As part of that marketing campaign, Bernard was also behind the $5m challenge for Dan Wheldon to race for at Vegas, which some subsequently suggested was a factor in the subsequent fatal accident on lap 11 of the race that claimed Wheldon's life. Before the accident, Wheldon had been one of Bernard's biggest supporters and cheerleaders for his work rejuvenating the series, and the personal shock of his new friend's death was evident on Bernard's face when he had to face the press at Las Vegas Motor Speedway to make the announcement that Wheldon had not survived his injuries and that the race was to be cancelled - a decision that was itself criticised.

"A number of the purists or traditionalists want to question why I stopped the race. The mainstream would say it was the right call, but purists and traditionalists would say the wrong call," Bernard told WFNI 1070AM, adding simply than in his view, "It would have been in poor taste to go on."

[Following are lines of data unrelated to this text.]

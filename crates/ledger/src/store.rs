use async_trait::async_trait;
use core_types::{Holding, TradeRecord, User};
use database::{DbError, DbRepository};
use rust_decimal::Decimal;
use uuid::Uuid;

/// The persistence contract the ledger service runs against. The production
/// implementation is `database::DbRepository`; tests substitute an in-memory
/// store that enforces the same arithmetic rules.
///
/// `execute_buy` and `execute_sell` must be atomic: either every mutation
/// (cash, holding, trade log) lands, or none do. Both return the cash
/// balance after the trade.
#[async_trait]
pub trait LedgerStore: Send + Sync {
    async fn fetch_user(&self, user_id: Uuid) -> Result<User, DbError>;

    async fn holdings_for_user(&self, user_id: Uuid) -> Result<Vec<Holding>, DbError>;

    async fn trades_for_user(&self, user_id: Uuid) -> Result<Vec<TradeRecord>, DbError>;

    async fn execute_buy(
        &self,
        user_id: Uuid,
        symbol: &str,
        shares: i64,
        total: Decimal,
    ) -> Result<Decimal, DbError>;

    async fn execute_sell(
        &self,
        user_id: Uuid,
        symbol: &str,
        shares: i64,
        total: Decimal,
    ) -> Result<Decimal, DbError>;
}

#[async_trait]
impl LedgerStore for DbRepository {
    async fn fetch_user(&self, user_id: Uuid) -> Result<User, DbError> {
        self.get_user(user_id).await
    }

    async fn holdings_for_user(&self, user_id: Uuid) -> Result<Vec<Holding>, DbError> {
        DbRepository::holdings_for_user(self, user_id).await
    }

    async fn trades_for_user(&self, user_id: Uuid) -> Result<Vec<TradeRecord>, DbError> {
        DbRepository::trades_for_user(self, user_id).await
    }

    async fn execute_buy(
        &self,
        user_id: Uuid,
        symbol: &str,
        shares: i64,
        total: Decimal,
    ) -> Result<Decimal, DbError> {
        DbRepository::execute_buy(self, user_id, symbol, shares, total).await
    }

    async fn execute_sell(
        &self,
        user_id: Uuid,
        symbol: &str,
        shares: i64,
        total: Decimal,
    ) -> Result<Decimal, DbError> {
        DbRepository::execute_sell(self, user_id, symbol, shares, total).await
    }
}
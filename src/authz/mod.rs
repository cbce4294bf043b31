//! Admin authorization: permissions, the admin entity, and cached resolution.

mod admin;
mod cache;
mod permissions;
mod resolver;

pub use admin::Admin;
pub use cache::{Cache, TtlCache};
pub use permissions::{AdminPermissions, PermissionError, PermissionKey};
pub use resolver::{ADMIN_CACHE_TTL, AdminAccess, AdminAuthorizationResolver};
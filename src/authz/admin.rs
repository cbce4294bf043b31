//! Admin entity and the rules between admins.
//!
//! A super admin holds every permission and manages other admins. A regular
//! admin holds only its granted flags and manages no one. All transforms are
//! copy-on-write; no-op transforms hand back the value unchanged.

use super::permissions::{AdminPermissions, PermissionKey};
use crate::db::AdminRecord;

#[derive(Debug, Clone)]
pub struct Admin {
    pub id: String,
    pub user_id: String,
    permissions: AdminPermissions,
    pub is_super_admin: bool,
    pub created_at: i64,
    pub updated_at: i64,
}

impl Admin {
    /// Create a regular admin with the given flags.
    pub fn regular(
        id: impl Into<String>,
        user_id: impl Into<String>,
        permissions: AdminPermissions,
        now: i64,
    ) -> Self {
        Self {
            id: id.into(),
            user_id: user_id.into(),
            permissions,
            is_super_admin: false,
            created_at: now,
            updated_at: now,
        }
    }

    /// Create a super admin. The stored flags are the full set.
    pub fn super_admin(id: impl Into<String>, user_id: impl Into<String>, now: i64) -> Self {
        Self {
            id: id.into(),
            user_id: user_id.into(),
            permissions: AdminPermissions::full_access(),
            is_super_admin: true,
            created_at: now,
            updated_at: now,
        }
    }

    /// The effective permission set. Super admins get everything, whatever
    /// their stored flags say.
    pub fn permissions(&self) -> AdminPermissions {
        if self.is_super_admin {
            AdminPermissions::full_access()
        } else {
            self.permissions
        }
    }

    pub fn can_manage(&self, key: PermissionKey) -> bool {
        self.permissions().has(key)
    }

    /// Only super admins manage other admins.
    pub fn can_manage_admins(&self) -> bool {
        self.is_super_admin
    }

    /// Replace the permission flags. Super admin permissions are fixed, so
    /// this hands a super admin back unchanged.
    pub fn update_permissions(self, permissions: AdminPermissions, now: i64) -> Self {
        if self.is_super_admin {
            return self;
        }
        Self {
            permissions,
            updated_at: now,
            ..self
        }
    }

    pub fn grant_permission(self, key: PermissionKey, now: i64) -> Self {
        if self.is_super_admin {
            return self;
        }
        let granted = self.permissions.grant(key);
        self.update_permissions(granted, now)
    }

    pub fn revoke_permission(self, key: PermissionKey, now: i64) -> Self {
        if self.is_super_admin {
            return self;
        }
        let revoked = self.permissions.revoke(key);
        self.update_permissions(revoked, now)
    }

    /// Promote to super admin. Already-super admins come back unchanged.
    pub fn promote_to_super_admin(self, now: i64) -> Self {
        if self.is_super_admin {
            return self;
        }
        Self {
            permissions: AdminPermissions::full_access(),
            is_super_admin: true,
            updated_at: now,
            ..self
        }
    }

    /// Demote to a regular admin with the default flags. Regular admins come
    /// back unchanged.
    pub fn demote_from_super_admin(self, now: i64) -> Self {
        if !self.is_super_admin {
            return self;
        }
        Self {
            permissions: AdminPermissions::default(),
            is_super_admin: false,
            updated_at: now,
            ..self
        }
    }

    /// Super admins may modify any admin, themselves included. Regular
    /// admins modify no one.
    pub fn can_modify(&self, _other: &Admin) -> bool {
        self.is_super_admin
    }

    /// Super admins may delete regular admins only: never themselves and
    /// never another super admin.
    pub fn can_delete(&self, other: &Admin) -> bool {
        self.is_super_admin && !other.is_super_admin && self.id != other.id
    }
}

impl From<AdminRecord> for Admin {
    fn from(record: AdminRecord) -> Self {
        Self {
            id: record.id,
            user_id: record.user_id,
            permissions: record.permissions,
            is_super_admin: record.is_super_admin,
            created_at: record.created_at,
            updated_at: record.updated_at,
        }
    }
}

After Vegas, Bernard opted to mainly keep out of the media gaze and he admitted: "It all put me on the defence for the first time in two years on the job; I prefer being on offence. I like to push new things out there. But until the investigation was done, you saw me withdraw. I don't like that, but it was what I needed to do."

There were suggestions that Bernard might walk away from the series, which would have been a body blow for IndyCar's future prospects. But Bernard insisted during his interview on WFNI 1070AM that he wasn't going to walk away from the job regardless of all the criticism, arguments and ultimately tragedy he'd gone through to date.

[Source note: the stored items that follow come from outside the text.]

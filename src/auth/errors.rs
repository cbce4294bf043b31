//! Rejection responses produced by the authentication gate.

use axum::response::{IntoResponse, Redirect, Response};

use super::paths::is_api;
use crate::api::error::ApiError;

/// Why the gate refused to forward a request.
#[derive(Debug, Clone, Copy, PartialEq, Eq)]
pub enum AuthDenial {
    /// No identity, or the presented access token failed verification.
    Unauthenticated,
    /// Authenticated, but not an admin.
    NotAdmin,
    /// A legitimate admin, but not a super-admin.
    NotSuperAdmin,
}

impl AuthDenial {
    /// Render the denial for the path that triggered it. API paths get the
    /// uniform JSON error body; page paths get a redirect.
    pub fn into_response_for(self, path: &str) -> Response {
        if is_api(path) {
            return match self {
                AuthDenial::Unauthenticated => ApiError::unauthorized("Authentication required"),
                AuthDenial::NotAdmin => ApiError::forbidden("Admin access required"),
                AuthDenial::NotSuperAdmin => {
                    ApiError::forbidden_super_admin("Super admin access required")
                }
            }
            .into_response();
        }
        match self {
            AuthDenial::Unauthenticated => {
                Redirect::temporary(&login_redirect(path)).into_response()
            }
            AuthDenial::NotAdmin => Redirect::temporary("/").into_response(),
            // A real admin without super rights still belongs in the admin area.
            AuthDenial::NotSuperAdmin => Redirect::temporary("/admin").into_response(),
        }
    }
}

/// Build the login redirect target with the original path in the `from`
/// query parameter so the client can come back after authenticating.
fn login_redirect(path: &str) -> String {
    let query = url::form_urlencoded::Serializer::new(String::new())
        .append_pair("from", path)
        .finish();
    format!("/login?{}", query)
}

#[cfg(test)]
mod tests {
    use super::*;
    use axum::http::{StatusCode, header};

    #[test]
    fn test_login_redirect_encodes_path() {
        assert_eq!(login_redirect("/mypage"), "/login?from=%2Fmypage");
        assert_eq!(
            login_redirect("/reservations/new"),
            "/login?from=%2Freservations%2Fnew"
        );
    }

    #[test]
    fn test_api_denials_are_json_statuses() {
        let resp = AuthDenial::Unauthenticated.into_response_for("/api/user/me");
        assert_eq!(resp.status(), StatusCode::UNAUTHORIZED);

        let resp = AuthDenial::NotAdmin.into_response_for("/api/admin/users");
        assert_eq!(resp.status(), StatusCode::FORBIDDEN);

        let resp = AuthDenial::NotSuperAdmin.into_response_for("/api/admin/admins");
        assert_eq!(resp.status(), StatusCode::FORBIDDEN);
    }

    #[test]
    fn test_page_denials_redirect() {
        let resp = AuthDenial::Unauthenticated.into_response_for("/mypage");
        assert_eq!(resp.status(), StatusCode::TEMPORARY_REDIRECT);
        assert_eq!(
            resp.headers().get(header::LOCATION).unwrap(),
            "/login?from=%2Fmypage"
        );

        let resp = AuthDenial::NotAdmin.into_response_for("/admin/users");
        assert_eq!(resp.headers().get(header::LOCATION).unwrap(), "/");

        let resp = AuthDenial::NotSuperAdmin.into_response_for("/admin/admins");
        assert_eq!(resp.headers().get(header::LOCATION).unwrap(), "/admin");
    }
}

"Whatever I do, there will be challenges ... I never thought about quitting. I hear that all the time. I'm not a quitter. I have a five-year contract, and the only way I leave is if the [Hulman-George] family asks me to. I haven't lost any enthusiasm."

In the meantime, Bernard has overseen the publication of the official accident investigation report into the events at Vegas (which specifically cleared the $5m challenge of playing any part in what happened) and he also made the decision to move another much-criticised member of the IndyCar management, Brian Barnhart, out of race control to concentrate on other responsibilities as president of competition.

Bernard is also involved with the introduction of the new 2012 IndyCar Safety cell chassis - named the DW12 in honour of its first official test driver, Dan Wheldon - and is confident that the issues with weight imbalance and aerodynamic drag will be addressed.

Pointing out that TV ratings had jumped by 24% in 2011, Bernard insisted that IndyCar was on its way back and would continue to grow stronger in 2012. "There are a lot of positives. The average age of our fan base decreased by three years. We need to get those things out there; in my opinion, the sport is thriving right now.

"Is it where it was earlier? No. But we're working on getting back there."